Find more enterprise cloud news, features stories and profiles at The Forecast.
Transcript:
Harmail Chatha: You have GPU clouds available like AWS Google and Azure, but they’re kind of the true ias PaaS platforms. Now you actually have clouds that offer you bare metal with GPUs. And what’s happening across the industry is there’s a lot of companies that are deploying these in traditional data centers and taking up a lot of the power and space as well, because we’ve always had this concept of hyperdepth racks where we optimize for vertical growth versus horizontal growth. But what’s happening within the data centers now is a lot of horizontal growth because of not enough power available, not enough infrastructure available to support the power needs of GPU environments. And obviously cooling isn’t there as well. So I don’t think AI is necessarily pushing the limits within data centers yet, but it’s going to very, very soon if data centers don’t start to adapt to new technologies, new cooling infrastructure, new power densities that are required as well. So I think we’re going to start seeing the limitations within data centers, but I don’t believe it’s there yet. But as more and more consumption goes in and customers identify workloads that they’re going to be running with ai, I definitely see it hitting a limit.
[Related: AI Lifecycle’s Impact on IT Infrastructure]
They’re at the heart of the power problem in the data centers right now as well, right? These newer generations of CPUs with GPUs are consuming anywhere from 30 to 50% more power within the servers. Hence, the industry is really taxed from a power consumption perspective. Whereas you can deploy a full rack of the older gear now you can only deploy half a rack. So how do you solve that problem? So now, whereas we historically have been 17.3 kilowatts per rack, fully maximizing the rack. Now our new design, it’s going to be 34 plus kilowatts per rack with liquid cooling to the rack and ultimately getting to the chip as well. So we’re really at the onset of designing our data center of the future also, because what’s legacy is not going to work any longer. It’s going to be super inefficient. Cooling challenges within the data center. Air cooling is not going to be enough with this new AI technology going in and the consumption of power within the GPUs as well.
[Related: Report Shows Enterprise AI Driving Big Investment Burst in Cloud Services]

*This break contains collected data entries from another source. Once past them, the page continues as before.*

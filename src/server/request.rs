use http::Method;
use may_minihttp::Request;
use std::io::Read;
use std::sync::Arc;
use tracing::{debug, warn};

use crate::context::{Context, HeaderVec, ParamVec};
use crate::ids::RequestId;

/// Parse query string parameters from a URL path.
///
/// Extracts everything after the `?` character and URL-decodes names and
/// values. Duplicate names are kept in order; the context's last-write-wins
/// accessor resolves them.
#[must_use]
pub fn parse_query_params(path: &str) -> ParamVec {
    let mut params = ParamVec::new();
    if let Some(pos) = path.find('?') {
        for (k, v) in url::form_urlencoded::parse(path[pos + 1..].as_bytes()) {
            params.push((Arc::from(k.as_ref()), v.to_string()));
        }
    }
    params
}

/// Build a request [`Context`] from a raw HTTP request.
///
/// Extracts method, path, query parameters, headers (lowercased) and, when
/// the client sent a JSON body, the parsed body. The request id is taken
/// from an `x-request-id` header when present and valid, otherwise freshly
/// generated.
pub fn parse_request(req: Request) -> Context {
    let raw_path = req.path().to_string();
    let path = raw_path.split('?').next().unwrap_or("/").to_string();

    let method = match req.method().parse::<Method>() {
        Ok(m) => m,
        Err(_) => {
            warn!(method = %req.method(), "unrecognized HTTP method, treating as GET");
            Method::GET
        }
    };

    let mut headers = HeaderVec::new();
    for h in req.headers() {
        headers.push((
            Arc::from(h.name.to_ascii_lowercase().as_str()),
            String::from_utf8_lossy(h.value).to_string(),
        ));
    }

    let query_params = parse_query_params(&raw_path);

    let request_body = {
        let mut body_str = String::new();
        match req.body().read_to_string(&mut body_str) {
            Ok(size) if size > 0 => match serde_json::from_str(&body_str) {
                Ok(json) => Some(json),
                Err(_) => {
                    debug!(body_size_bytes = size, "request body is not JSON, ignoring");
                    None
                }
            },
            _ => None,
        }
    };

    let request_id = RequestId::from_header_or_new(
        headers
            .iter()
            .find(|(k, _)| k.as_ref() == "x-request-id")
            .map(|(_, v)| v.as_str()),
    );

    debug!(
        request_id = %request_id,
        method = %method,
        path = %path,
        header_count = headers.len(),
        query_count = query_params.len(),
        has_body = request_body.is_some(),
        "request parsed"
    );

    Context {
        request_id,
        method,
        path,
        params: ParamVec::new(),
        query_params,
        headers,
        request_body,
        status: None,
        response_headers: HeaderVec::new(),
        body: crate::context::Body::Empty,
    }
}

#[cfg(test)]
mod tests {
    use super::*;

    #[test]
    fn test_parse_query_params() {
        let params = parse_query_params("/pets?limit=10&tag=a%20b");
        assert_eq!(params.len(), 2);
        assert_eq!(params[0].0.as_ref(), "limit");
        assert_eq!(params[0].1, "10");
        assert_eq!(params[1].1, "a b");
    }

    #[test]
    fn test_parse_query_params_without_query() {
        assert!(parse_query_params("/pets").is_empty());
    }
}
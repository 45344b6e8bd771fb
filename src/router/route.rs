//! A compiled route: one path pattern bound to HTTP methods and an ordered
//! middleware stack.

use http::Method;
use std::collections::BTreeMap;
use std::sync::Arc;

use super::error::{PatternError, RouterError};
use super::pattern::{self, CompiledPattern, Modifier, PatternOptions, Token};
use crate::context::ParamVec;
use crate::middleware::Middleware;

/// Per-route compilation options.
#[derive(Debug, Clone, Default)]
pub struct RouteOptions {
    /// Name for reverse lookup via
    /// [`Router::url_for`](crate::router::Router::url_for).
    pub name: Option<String>,
    /// Match any path extending the pattern on a segment boundary instead of
    /// anchoring at the end.
    pub prefix: bool,
    /// Refuse a trailing slash instead of tolerating it.
    pub strict: bool,
    /// Match case-sensitively.
    pub sensitive: bool,
    /// Skip capture collection: the route only answers match/no-match and
    /// extracts no parameters. For routes that gate on path shape alone.
    pub ignore_captures: bool,
}

/// Query material for reverse URL generation.
///
/// The raw form is appended verbatim; the structured form is serialized with
/// `BTreeMap` key ordering so the same map always yields the same URL.
#[derive(Debug, Clone)]
pub enum UrlQuery {
    Raw(String),
    Pairs(BTreeMap<String, String>),
}

enum StackEntry {
    /// Interceptor for the parameter at `param_index` in declaration order.
    /// Interceptors always precede plain handlers in the stack.
    Interceptor {
        param_index: usize,
        mw: Arc<dyn Middleware>,
    },
    Handler(Arc<dyn Middleware>),
}

impl StackEntry {
    fn middleware(&self) -> &Arc<dyn Middleware> {
        match self {
            StackEntry::Interceptor { mw, .. } => mw,
            StackEntry::Handler(mw) => mw,
        }
    }
}

/// A compiled matcher plus its bound methods and middleware stack.
///
/// Immutable once registered, except for parameter-interceptor insertion,
/// which only happens while the router is still being configured (`&mut`
/// access); at request time routes are shared read-only.
pub struct Route {
    pattern: String,
    compiled: CompiledPattern,
    methods: Vec<Method>,
    name: Option<String>,
    stack: Vec<StackEntry>,
    ignore_captures: bool,
}

impl Route {
    /// Compile `pattern` into a route answering to `methods`.
    ///
    /// Fails with [`PatternError`] when the pattern cannot be parsed; this is
    /// fatal at registration time and never surfaces at request time.
    pub fn compile(
        pattern: &str,
        methods: &[Method],
        opts: RouteOptions,
    ) -> Result<Self, PatternError> {
        let compiled = pattern::compile(
            pattern,
            PatternOptions {
                end: !opts.prefix,
                strict: opts.strict,
                sensitive: opts.sensitive,
            },
        )?;
        Ok(Self {
            pattern: pattern.to_string(),
            compiled,
            methods: methods.to_vec(),
            name: opts.name,
            stack: Vec::new(),
            ignore_captures: opts.ignore_captures,
        })
    }

    #[must_use]
    pub fn pattern(&self) -> &str {
        &self.pattern
    }

    #[must_use]
    pub fn name(&self) -> Option<&str> {
        self.name.as_deref()
    }

    /// Declared parameter names, in the order they appear in the pattern.
    #[must_use]
    pub fn param_names(&self) -> &[Arc<str>] {
        &self.compiled.params
    }

    /// Whether this route answers to `method`.
    ///
    /// A route declared for `GET` implicitly also answers `HEAD` (HEAD-as-GET
    /// convention); an explicit `HEAD` declaration is simply a member of the
    /// method set.
    #[must_use]
    pub fn accepts(&self, method: &Method) -> bool {
        if self.methods.contains(method) {
            return true;
        }
        *method == Method::HEAD && self.methods.contains(&Method::GET)
    }

    /// Whether `method` is an explicit member of the declared method set,
    /// ignoring the HEAD-as-GET convention.
    #[must_use]
    pub fn explicitly_accepts(&self, method: &Method) -> bool {
        self.methods.contains(method)
    }

    /// Pure match test; no side effects.
    #[must_use]
    pub fn matches(&self, path: &str) -> bool {
        self.compiled.regex.is_match(path)
    }

    /// Raw (not yet decoded) captures, positionally aligned with
    /// [`param_names`](Self::param_names). Empty when the path does not match
    /// or when capture collection is disabled for this route. An unmatched
    /// optional group yields an empty string at its position.
    #[must_use]
    pub fn captures(&self, path: &str) -> Vec<String> {
        self.match_captures(path).unwrap_or_default()
    }

    /// Match test and capture collection in one pass: `None` when the path
    /// does not match, `Some(captures)` otherwise (empty in ignore mode).
    pub(crate) fn match_captures(&self, path: &str) -> Option<Vec<String>> {
        if self.ignore_captures {
            return self.matches(path).then(Vec::new);
        }
        let caps = self.compiled.regex.captures(path)?;
        Some(
            (0..self.compiled.params.len())
                .map(|i| {
                    caps.get(i + 1)
                        .map(|m| m.as_str().to_string())
                        .unwrap_or_default()
                })
                .collect(),
        )
    }

    /// Decode raw captures into a parameter map, merged over `existing`
    /// (supporting nested routers with their own capture groups).
    ///
    /// Each capture is percent-decoded; a malformed escape sequence falls
    /// back to the raw value instead of failing the request. Unmatched
    /// optional captures (empty strings) are skipped.
    #[must_use]
    pub fn extract_params(&self, captures: &[String], existing: Option<&ParamVec>) -> ParamVec {
        let mut out = existing.cloned().unwrap_or_default();
        for (name, raw) in self.compiled.params.iter().zip(captures) {
            if raw.is_empty() {
                continue;
            }
            let decoded = match urlencoding::decode(raw) {
                Ok(cow) => cow.into_owned(),
                Err(_) => raw.clone(),
            };
            out.push((Arc::clone(name), decoded));
        }
        out
    }

    /// Reverse-generate a path by substituting `params` into the compiled
    /// template. Matcher-only constructs (wildcard groups) are stripped;
    /// values are percent-encoded. Optional parameters may be omitted;
    /// omitting a required one is an error.
    pub fn build_url(
        &self,
        params: &[(&str, &str)],
        query: Option<&UrlQuery>,
    ) -> Result<String, RouterError> {
        let lookup = |name: &str| {
            params
                .iter()
                .rev()
                .find(|(k, _)| *k == name)
                .map(|(_, v)| *v)
        };

        let mut out = String::new();
        for token in &self.compiled.tokens {
            match token {
                Token::Literal(text) => out.push_str(text),
                Token::Wildcard { .. } => {}
                Token::Param(p) => match lookup(&p.name) {
                    Some(value) if !value.is_empty() => {
                        out.push_str(p.prefix);
                        match p.modifier {
                            Modifier::ZeroOrMore | Modifier::OneOrMore => {
                                // Repeat values are `/`-joined segments;
                                // encode each segment, keep the separators.
                                let encoded: Vec<String> = value
                                    .split('/')
                                    .map(|seg| urlencoding::encode(seg).into_owned())
                                    .collect();
                                out.push_str(&encoded.join("/"));
                            }
                            _ => out.push_str(&urlencoding::encode(value)),
                        }
                    }
                    _ => match p.modifier {
                        Modifier::Optional | Modifier::ZeroOrMore => {}
                        Modifier::None | Modifier::OneOrMore => {
                            return Err(RouterError::MissingParam {
                                pattern: self.pattern.clone(),
                                name: p.name.to_string(),
                            });
                        }
                    },
                },
            }
        }
        if out.is_empty() {
            out.push('/');
        }

        match query {
            None => {}
            Some(UrlQuery::Raw(q)) => {
                let q = q.strip_prefix('?').unwrap_or(q);
                if !q.is_empty() {
                    out.push('?');
                    out.push_str(q);
                }
            }
            Some(UrlQuery::Pairs(pairs)) => {
                if !pairs.is_empty() {
                    let mut ser = url::form_urlencoded::Serializer::new(String::new());
                    for (k, v) in pairs {
                        ser.append_pair(k, v);
                    }
                    out.push('?');
                    out.push_str(&ser.finish());
                }
            }
        }
        Ok(out)
    }

    /// Append a plain handler to the end of the stack.
    pub fn handler(&mut self, mw: Arc<dyn Middleware>) -> &mut Self {
        self.stack.push(StackEntry::Handler(mw));
        self
    }

    /// Insert an interceptor for parameter `name`, keeping interceptors
    /// ordered by the declaration-order index of the parameter they intercept
    /// and ahead of every plain handler. Interceptors therefore run in
    /// path-declaration order regardless of registration order. No-op when
    /// the route does not declare `name`.
    pub fn register_param_interceptor(
        &mut self,
        name: &str,
        mw: Arc<dyn Middleware>,
    ) -> &mut Self {
        let Some(param_index) = self
            .compiled
            .params
            .iter()
            .position(|p| p.as_ref() == name)
        else {
            return self;
        };
        // First position holding either a plain handler or an interceptor
        // for a later-declared parameter; append after all interceptors
        // otherwise.
        let at = self
            .stack
            .iter()
            .position(|entry| match entry {
                StackEntry::Handler(_) => true,
                StackEntry::Interceptor { param_index: i, .. } => *i > param_index,
            })
            .unwrap_or(self.stack.len());
        self.stack.insert(at, StackEntry::Interceptor { param_index, mw });
        self
    }

    /// The route's middleware in execution order: interceptors (declaration
    /// order), then plain handlers (registration order).
    pub fn stack_middleware(&self) -> impl Iterator<Item = &Arc<dyn Middleware>> {
        self.stack.iter().map(StackEntry::middleware)
    }

    #[must_use]
    pub fn stack_len(&self) -> usize {
        self.stack.len()
    }
}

Companies have to start really honing in or zooming into their environments. Not so much holistically at a data center level, but what does a workload look like and how do you measure the emissions of that workload in itself? Right? And we’re just kind of touching the surface on scope one, scope two, how do you really measure scope three, which is the most challenging one? It’s basically considered everything else that’s not direct emissions, indirect emissions, but scope three being all encompassing. How do you get to embody emissions as well as an industry? We’re not there yet embodied emissions of a server. So we’re talking about VMs to workloads, but embodied emissions means what’s that single little cable within the system, the server itself, and how do you measure the emissions of that? There’s thousands, hundreds of thousands of parts that go into a server. How do suppliers measure the transportation cost and the development cost of those components as well? So really it’s all about zooming in right now, right? As we continue to mature in this space, there’s a lot of effort that’s going to go into measuring, and there’s so many companies, new startups coming out that are starting to just touch the surface of how do you measure emissions in itself?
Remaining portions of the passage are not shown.